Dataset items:
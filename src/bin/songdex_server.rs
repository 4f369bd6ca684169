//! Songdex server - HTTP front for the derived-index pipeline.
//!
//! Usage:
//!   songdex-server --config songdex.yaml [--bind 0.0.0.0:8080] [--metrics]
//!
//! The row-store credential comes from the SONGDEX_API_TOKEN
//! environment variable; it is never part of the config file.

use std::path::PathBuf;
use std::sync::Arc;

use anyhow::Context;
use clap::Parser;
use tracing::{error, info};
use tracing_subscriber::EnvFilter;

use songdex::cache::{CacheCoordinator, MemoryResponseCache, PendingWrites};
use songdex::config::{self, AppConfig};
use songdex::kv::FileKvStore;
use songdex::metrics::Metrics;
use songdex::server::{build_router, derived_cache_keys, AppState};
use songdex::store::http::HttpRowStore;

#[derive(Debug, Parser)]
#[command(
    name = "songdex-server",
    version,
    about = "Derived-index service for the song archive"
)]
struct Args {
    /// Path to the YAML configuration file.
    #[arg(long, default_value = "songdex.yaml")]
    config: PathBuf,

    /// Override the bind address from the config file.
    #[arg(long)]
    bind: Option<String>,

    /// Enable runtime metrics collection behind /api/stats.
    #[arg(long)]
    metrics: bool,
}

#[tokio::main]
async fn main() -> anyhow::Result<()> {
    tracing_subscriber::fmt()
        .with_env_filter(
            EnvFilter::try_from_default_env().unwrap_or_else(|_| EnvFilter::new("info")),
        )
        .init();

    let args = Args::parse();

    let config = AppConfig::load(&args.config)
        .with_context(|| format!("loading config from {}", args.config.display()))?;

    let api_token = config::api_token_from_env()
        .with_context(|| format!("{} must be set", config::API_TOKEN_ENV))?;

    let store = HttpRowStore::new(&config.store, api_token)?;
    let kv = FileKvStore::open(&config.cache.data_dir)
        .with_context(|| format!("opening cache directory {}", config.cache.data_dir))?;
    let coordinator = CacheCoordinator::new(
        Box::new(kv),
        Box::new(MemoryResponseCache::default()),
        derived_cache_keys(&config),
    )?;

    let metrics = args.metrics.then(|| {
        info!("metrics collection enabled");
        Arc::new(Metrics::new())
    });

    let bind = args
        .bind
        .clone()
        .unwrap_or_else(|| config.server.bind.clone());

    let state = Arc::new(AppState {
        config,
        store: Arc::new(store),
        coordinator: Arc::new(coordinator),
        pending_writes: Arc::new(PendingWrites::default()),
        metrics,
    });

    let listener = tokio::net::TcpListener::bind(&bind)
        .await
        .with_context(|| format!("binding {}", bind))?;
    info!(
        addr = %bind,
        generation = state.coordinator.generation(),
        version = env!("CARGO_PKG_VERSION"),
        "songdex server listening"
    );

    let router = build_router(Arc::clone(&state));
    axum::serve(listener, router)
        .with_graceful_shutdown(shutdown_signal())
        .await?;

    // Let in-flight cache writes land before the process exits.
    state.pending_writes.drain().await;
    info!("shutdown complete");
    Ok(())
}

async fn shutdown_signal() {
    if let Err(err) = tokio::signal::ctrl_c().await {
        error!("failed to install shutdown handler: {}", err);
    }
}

> **WORK REQUIRED**
The records above must be repeated exactly, every one of them.

> **EXERCISE SOLUTION**
filename src/bin/songdex_server.rs
repository 4f369bd6ca684169
//! Songdex server - HTTP front for the derived-index pipeline.
//!
//! Usage:
//!   songdex-server --config songdex.yaml [--bind 0.0.0.0:8080] [--metrics]
//!
//! The row-store credential comes from the SONGDEX_API_TOKEN
//! environment variable; it is never part of the config file.

use std::path::PathBuf;
use std::sync::Arc;

use anyhow::Context;
use clap::Parser;
use tracing::{error, info};
use tracing_subscriber::EnvFilter;

use songdex::cache::{CacheCoordinator, MemoryResponseCache, PendingWrites};
use songdex::config::{self, AppConfig};
use songdex::kv::FileKvStore;
use songdex::metrics::Metrics;
use songdex::server::{build_router, derived_cache_keys, AppState};
use songdex::store::http::HttpRowStore;

#[derive(Debug, Parser)]
#[command(
    name = "songdex-server",
    version,
    about = "Derived-index service for the song archive"
)]
struct Args {
    /// Path to the YAML configuration file.
    #[arg(long, default_value = "songdex.yaml")]
    config: PathBuf,

    /// Override the bind address from the config file.
    #[arg(long)]
    bind: Option<String>,

    /// Enable runtime metrics collection behind /api/stats.
    #[arg(long)]
    metrics: bool,
}

#[tokio::main]
async fn main() -> anyhow::Result<()> {
    tracing_subscriber::fmt()
        .with_env_filter(
            EnvFilter::try_from_default_env().unwrap_or_else(|_| EnvFilter::new("info")),
        )
        .init();

    let args = Args::parse();

    let config = AppConfig::load(&args.config)
        .with_context(|| format!("loading config from {}", args.config.display()))?;

    let api_token = config::api_token_from_env()
        .with_context(|| format!("{} must be set", config::API_TOKEN_ENV))?;

    let store = HttpRowStore::new(&config.store, api_token)?;
    let kv = FileKvStore::open(&config.cache.data_dir)
        .with_context(|| format!("opening cache directory {}", config.cache.data_dir))?;
    let coordinator = CacheCoordinator::new(
        Box::new(kv),
        Box::new(MemoryResponseCache::default()),
        derived_cache_keys(&config),
    )?;

    let metrics = args.metrics.then(|| {
        info!("metrics collection enabled");
        Arc::new(Metrics::new())
    });

    let bind = args
        .bind
        .clone()
        .unwrap_or_else(|| config.server.bind.clone());

    let state = Arc::new(AppState {
        config,
        store: Arc::new(store),
        coordinator: Arc::new(coordinator),
        pending_writes: Arc::new(PendingWrites::default()),
        metrics,
    });

    let listener = tokio::net::TcpListener::bind(&bind)
        .await
        .with_context(|| format!("binding {}", bind))?;
    info!(
        addr = %bind,
        generation = state.coordinator.generation(),
        version = env!("CARGO_PKG_VERSION"),
        "songdex server listening"
    );

    let router = build_router(Arc::clone(&state));
    axum::serve(listener, router)
        .with_graceful_shutdown(shutdown_signal())
        .await?;

    // Let in-flight cache writes land before the process exits.
    state.pending_writes.drain().await;
    info!("shutdown complete");
    Ok(())
}

async fn shutdown_signal() {
    if let Err(err) = tokio::signal::ctrl_c().await {
        error!("failed to install shutdown handler: {}", err);
    }
}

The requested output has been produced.